→ **EXERCISE DETAILS**:
Pull out every line below containing the word "sink".

──────── DATA

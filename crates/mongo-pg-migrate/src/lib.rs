//! # mongo-pg-migrate
//!
//! MongoDB export to PostgreSQL migration library.
//!
//! This library migrates document-shaped records (MongoDB JSON exports) into
//! normalized relational rows while translating document identifiers into the
//! identifiers PostgreSQL assigns on insert:
//!
//! - **Shape normalization** via declarative renames and constant overrides
//! - **Foreign key translation** through per-collection identifier maps
//! - **Substructure encoding** of arrays/objects into text columns
//! - **Junction table materialization** for many-to-many relations
//! - **Dependency-ordered migration** across collections
//!
//! ## Example
//!
//! ```rust,no_run
//! use mongo_pg_migrate::{Config, Orchestrator};
//!
//! #[tokio::main]
//! async fn main() -> mongo_pg_migrate::Result<()> {
//!     let config = Config::load("migration.yaml")?;
//!     let orchestrator = Orchestrator::new(config).await?;
//!     let result = orchestrator.run().await?;
//!     println!("Migrated {} rows", result.rows_migrated);
//!     Ok(())
//! }
//! ```

pub mod config;
pub mod core;
pub mod error;
pub mod orchestrator;
pub mod pipeline;
pub mod session;
pub mod sink;
pub mod source;

// Re-exports for convenient access
pub use config::{CollectionConfig, Config, LinkConfig, SourceConfig, TargetConfig};
pub use core::{Document, LinkElement, SqlRow, SqlValue};
pub use error::{MigrateError, Result};
pub use orchestrator::{migration_plan, CollectionResult, MigrationResult, Orchestrator};
pub use pipeline::migrate_collection;
pub use session::{IdEntry, IdMap, MigrationSession};
pub use sink::{PgSink, RelationalSink};
pub use source::{DocumentSource, JsonDirSource};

────────────────

→ **EXPECTED OUTPUT**:
pub mod sink;
pub use sink::{PgSink, RelationalSink};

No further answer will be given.